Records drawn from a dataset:
--
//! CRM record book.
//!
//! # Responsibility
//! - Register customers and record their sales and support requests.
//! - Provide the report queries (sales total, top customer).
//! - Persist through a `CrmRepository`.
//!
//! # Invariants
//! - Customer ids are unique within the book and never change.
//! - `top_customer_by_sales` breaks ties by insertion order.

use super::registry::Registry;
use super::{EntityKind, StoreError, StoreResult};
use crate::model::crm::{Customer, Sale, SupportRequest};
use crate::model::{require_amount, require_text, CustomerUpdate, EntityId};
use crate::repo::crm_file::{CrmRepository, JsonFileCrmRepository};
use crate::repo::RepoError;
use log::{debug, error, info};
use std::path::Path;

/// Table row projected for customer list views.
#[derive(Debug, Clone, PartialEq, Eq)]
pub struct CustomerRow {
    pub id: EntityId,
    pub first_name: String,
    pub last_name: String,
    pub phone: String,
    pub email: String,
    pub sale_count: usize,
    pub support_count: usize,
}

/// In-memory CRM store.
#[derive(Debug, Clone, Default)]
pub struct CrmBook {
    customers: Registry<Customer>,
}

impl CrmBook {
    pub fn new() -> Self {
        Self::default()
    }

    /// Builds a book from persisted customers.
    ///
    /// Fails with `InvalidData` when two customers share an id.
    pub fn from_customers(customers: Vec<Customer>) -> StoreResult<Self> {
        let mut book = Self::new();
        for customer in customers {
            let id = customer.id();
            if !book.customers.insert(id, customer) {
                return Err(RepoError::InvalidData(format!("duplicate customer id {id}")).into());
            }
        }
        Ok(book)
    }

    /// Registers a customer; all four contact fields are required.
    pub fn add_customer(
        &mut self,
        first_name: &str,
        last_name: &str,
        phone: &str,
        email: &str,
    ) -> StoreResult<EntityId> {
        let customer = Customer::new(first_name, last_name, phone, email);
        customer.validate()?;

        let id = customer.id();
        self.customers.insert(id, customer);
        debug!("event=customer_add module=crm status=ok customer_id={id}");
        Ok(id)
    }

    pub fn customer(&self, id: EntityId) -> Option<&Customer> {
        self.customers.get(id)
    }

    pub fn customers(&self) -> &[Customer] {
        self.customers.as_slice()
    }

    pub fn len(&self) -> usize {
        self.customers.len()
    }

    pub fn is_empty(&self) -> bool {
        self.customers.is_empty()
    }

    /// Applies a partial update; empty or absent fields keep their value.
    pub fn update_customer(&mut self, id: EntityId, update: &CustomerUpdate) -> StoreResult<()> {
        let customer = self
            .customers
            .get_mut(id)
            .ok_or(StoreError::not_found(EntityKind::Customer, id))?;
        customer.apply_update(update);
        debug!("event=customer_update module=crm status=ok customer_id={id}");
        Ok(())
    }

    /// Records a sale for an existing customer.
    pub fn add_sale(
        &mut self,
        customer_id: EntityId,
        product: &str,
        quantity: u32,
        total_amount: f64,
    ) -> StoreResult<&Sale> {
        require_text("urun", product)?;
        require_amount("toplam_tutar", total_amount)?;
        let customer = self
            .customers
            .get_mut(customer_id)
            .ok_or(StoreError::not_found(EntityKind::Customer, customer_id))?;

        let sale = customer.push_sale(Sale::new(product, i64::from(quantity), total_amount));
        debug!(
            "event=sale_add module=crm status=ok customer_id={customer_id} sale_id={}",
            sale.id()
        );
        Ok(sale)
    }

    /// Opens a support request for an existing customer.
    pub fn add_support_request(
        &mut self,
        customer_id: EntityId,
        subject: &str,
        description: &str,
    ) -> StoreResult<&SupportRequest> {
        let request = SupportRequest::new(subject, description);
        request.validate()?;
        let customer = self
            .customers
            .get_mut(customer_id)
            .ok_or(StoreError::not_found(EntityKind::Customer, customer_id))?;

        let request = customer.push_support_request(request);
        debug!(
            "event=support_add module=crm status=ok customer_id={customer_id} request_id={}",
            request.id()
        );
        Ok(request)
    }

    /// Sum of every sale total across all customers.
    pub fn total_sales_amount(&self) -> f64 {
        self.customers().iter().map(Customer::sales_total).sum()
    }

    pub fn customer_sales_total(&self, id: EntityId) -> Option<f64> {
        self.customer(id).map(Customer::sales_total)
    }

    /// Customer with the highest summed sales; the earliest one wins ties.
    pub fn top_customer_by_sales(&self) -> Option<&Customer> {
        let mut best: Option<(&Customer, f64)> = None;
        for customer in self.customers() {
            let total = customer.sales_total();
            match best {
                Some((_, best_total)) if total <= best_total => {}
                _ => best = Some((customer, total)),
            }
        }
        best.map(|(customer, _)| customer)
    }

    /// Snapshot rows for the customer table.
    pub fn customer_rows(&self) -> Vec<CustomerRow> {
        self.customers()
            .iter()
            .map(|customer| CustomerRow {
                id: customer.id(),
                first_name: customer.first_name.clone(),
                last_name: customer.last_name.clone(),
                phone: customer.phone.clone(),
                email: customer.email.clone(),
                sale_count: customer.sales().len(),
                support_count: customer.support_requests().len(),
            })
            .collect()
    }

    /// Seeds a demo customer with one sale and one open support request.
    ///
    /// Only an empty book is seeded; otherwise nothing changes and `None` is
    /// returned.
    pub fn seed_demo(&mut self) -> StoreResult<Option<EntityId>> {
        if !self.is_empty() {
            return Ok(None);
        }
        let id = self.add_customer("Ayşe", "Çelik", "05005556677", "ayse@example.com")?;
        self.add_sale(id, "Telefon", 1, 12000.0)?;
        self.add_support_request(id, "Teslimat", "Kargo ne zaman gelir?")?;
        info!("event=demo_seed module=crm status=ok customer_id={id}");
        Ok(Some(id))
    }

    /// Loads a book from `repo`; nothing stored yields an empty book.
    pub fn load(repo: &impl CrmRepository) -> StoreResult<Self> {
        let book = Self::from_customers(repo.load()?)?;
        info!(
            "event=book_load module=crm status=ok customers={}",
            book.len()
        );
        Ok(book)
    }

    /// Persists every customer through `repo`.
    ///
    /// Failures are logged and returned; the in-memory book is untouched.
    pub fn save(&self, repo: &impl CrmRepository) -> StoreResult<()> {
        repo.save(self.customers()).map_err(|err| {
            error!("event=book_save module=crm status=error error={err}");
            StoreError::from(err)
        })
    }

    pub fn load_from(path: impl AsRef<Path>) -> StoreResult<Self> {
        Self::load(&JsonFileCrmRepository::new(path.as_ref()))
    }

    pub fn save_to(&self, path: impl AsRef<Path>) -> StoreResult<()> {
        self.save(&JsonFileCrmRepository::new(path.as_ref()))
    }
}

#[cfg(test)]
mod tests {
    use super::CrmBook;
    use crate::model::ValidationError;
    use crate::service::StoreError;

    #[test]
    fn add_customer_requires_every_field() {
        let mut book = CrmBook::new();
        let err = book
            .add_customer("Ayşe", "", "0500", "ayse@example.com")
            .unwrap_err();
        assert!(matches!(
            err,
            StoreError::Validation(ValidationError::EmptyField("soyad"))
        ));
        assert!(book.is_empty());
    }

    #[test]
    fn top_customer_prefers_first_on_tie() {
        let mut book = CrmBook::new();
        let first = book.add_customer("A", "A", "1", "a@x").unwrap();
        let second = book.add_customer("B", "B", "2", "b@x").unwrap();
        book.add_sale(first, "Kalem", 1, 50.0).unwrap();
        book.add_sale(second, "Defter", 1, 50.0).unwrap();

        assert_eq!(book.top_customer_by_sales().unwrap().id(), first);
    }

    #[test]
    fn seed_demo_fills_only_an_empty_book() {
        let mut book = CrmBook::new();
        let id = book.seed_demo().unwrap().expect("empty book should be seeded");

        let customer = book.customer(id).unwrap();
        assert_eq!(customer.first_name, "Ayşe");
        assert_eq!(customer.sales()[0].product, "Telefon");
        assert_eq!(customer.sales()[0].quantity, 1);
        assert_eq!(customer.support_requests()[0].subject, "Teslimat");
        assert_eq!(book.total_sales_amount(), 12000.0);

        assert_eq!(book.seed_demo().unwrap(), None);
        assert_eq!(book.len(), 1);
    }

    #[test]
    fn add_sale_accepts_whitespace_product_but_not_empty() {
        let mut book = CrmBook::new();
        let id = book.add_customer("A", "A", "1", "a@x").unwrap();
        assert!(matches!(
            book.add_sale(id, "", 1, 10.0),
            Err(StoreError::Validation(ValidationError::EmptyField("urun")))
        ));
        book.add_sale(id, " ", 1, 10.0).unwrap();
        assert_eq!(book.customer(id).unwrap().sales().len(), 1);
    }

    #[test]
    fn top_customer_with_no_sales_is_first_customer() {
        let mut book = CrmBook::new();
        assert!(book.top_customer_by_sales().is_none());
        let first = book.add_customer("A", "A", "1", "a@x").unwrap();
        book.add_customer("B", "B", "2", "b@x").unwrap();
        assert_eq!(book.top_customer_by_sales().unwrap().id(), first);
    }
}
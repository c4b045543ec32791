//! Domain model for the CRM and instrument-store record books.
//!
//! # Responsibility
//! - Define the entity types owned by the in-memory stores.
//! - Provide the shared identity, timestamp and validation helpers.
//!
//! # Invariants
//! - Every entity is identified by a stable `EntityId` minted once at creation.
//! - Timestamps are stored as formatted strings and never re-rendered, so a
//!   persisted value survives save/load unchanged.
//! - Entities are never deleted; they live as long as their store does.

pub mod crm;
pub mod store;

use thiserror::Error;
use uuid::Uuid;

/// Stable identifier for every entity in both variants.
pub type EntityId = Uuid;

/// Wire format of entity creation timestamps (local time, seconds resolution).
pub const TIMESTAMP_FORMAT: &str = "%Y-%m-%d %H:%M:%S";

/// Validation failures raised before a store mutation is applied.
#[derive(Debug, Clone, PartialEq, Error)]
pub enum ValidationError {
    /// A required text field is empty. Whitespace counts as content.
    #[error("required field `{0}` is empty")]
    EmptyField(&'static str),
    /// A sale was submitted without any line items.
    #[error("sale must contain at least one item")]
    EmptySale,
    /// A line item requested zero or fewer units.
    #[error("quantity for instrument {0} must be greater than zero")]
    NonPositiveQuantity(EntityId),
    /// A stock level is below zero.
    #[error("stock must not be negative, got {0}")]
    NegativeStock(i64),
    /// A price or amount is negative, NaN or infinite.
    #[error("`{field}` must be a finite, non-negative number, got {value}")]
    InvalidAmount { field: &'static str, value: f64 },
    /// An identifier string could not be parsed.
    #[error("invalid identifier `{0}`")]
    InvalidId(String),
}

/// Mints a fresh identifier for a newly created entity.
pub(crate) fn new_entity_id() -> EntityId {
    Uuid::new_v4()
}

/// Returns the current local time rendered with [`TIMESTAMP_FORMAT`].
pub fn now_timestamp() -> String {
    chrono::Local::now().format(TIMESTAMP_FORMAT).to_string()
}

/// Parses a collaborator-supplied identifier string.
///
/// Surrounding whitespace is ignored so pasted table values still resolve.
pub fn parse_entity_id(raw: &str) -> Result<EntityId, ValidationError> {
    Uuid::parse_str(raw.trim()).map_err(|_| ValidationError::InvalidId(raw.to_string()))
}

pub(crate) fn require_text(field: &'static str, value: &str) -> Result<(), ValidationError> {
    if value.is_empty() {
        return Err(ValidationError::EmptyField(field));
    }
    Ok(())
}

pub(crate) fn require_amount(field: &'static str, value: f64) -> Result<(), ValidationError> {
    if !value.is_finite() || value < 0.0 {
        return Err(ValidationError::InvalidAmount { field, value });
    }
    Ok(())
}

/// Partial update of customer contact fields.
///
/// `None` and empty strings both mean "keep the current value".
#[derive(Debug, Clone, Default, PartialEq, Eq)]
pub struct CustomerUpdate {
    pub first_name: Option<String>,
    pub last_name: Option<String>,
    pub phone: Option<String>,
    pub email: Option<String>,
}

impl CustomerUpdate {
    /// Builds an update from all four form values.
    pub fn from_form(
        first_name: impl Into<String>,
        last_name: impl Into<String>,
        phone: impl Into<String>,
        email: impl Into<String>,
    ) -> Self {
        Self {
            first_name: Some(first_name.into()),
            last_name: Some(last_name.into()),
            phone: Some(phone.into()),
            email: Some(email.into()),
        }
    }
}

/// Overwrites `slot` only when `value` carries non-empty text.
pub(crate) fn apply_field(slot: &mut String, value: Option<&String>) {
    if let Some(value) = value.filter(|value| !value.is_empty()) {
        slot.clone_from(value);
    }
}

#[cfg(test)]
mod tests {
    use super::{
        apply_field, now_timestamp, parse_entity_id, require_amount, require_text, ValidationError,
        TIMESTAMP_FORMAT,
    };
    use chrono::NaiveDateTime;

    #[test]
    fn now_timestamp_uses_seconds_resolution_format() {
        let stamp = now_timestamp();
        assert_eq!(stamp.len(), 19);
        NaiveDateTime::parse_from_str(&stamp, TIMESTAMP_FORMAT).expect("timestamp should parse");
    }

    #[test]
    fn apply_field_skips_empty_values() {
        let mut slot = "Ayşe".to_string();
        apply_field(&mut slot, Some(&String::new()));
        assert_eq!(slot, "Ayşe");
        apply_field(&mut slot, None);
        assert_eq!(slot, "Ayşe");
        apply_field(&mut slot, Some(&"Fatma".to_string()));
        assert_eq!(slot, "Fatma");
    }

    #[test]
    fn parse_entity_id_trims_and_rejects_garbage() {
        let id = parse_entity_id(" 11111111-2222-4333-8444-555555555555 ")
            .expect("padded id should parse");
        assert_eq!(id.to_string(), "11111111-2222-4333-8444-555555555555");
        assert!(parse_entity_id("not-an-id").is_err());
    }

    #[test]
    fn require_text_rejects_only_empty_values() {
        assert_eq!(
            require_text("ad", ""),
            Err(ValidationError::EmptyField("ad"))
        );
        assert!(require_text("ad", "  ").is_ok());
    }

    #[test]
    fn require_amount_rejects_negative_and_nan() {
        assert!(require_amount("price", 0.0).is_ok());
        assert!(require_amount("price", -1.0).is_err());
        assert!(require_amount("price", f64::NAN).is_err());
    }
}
--
-- Your task --
Where in the entries does the word "PartialEq" occur? Copy out each line that has it.

-- Completed task --
#[derive(Debug, Clone, PartialEq, Eq)]
#[derive(Debug, Clone, PartialEq, Error)]
#[derive(Debug, Clone, Default, PartialEq, Eq)]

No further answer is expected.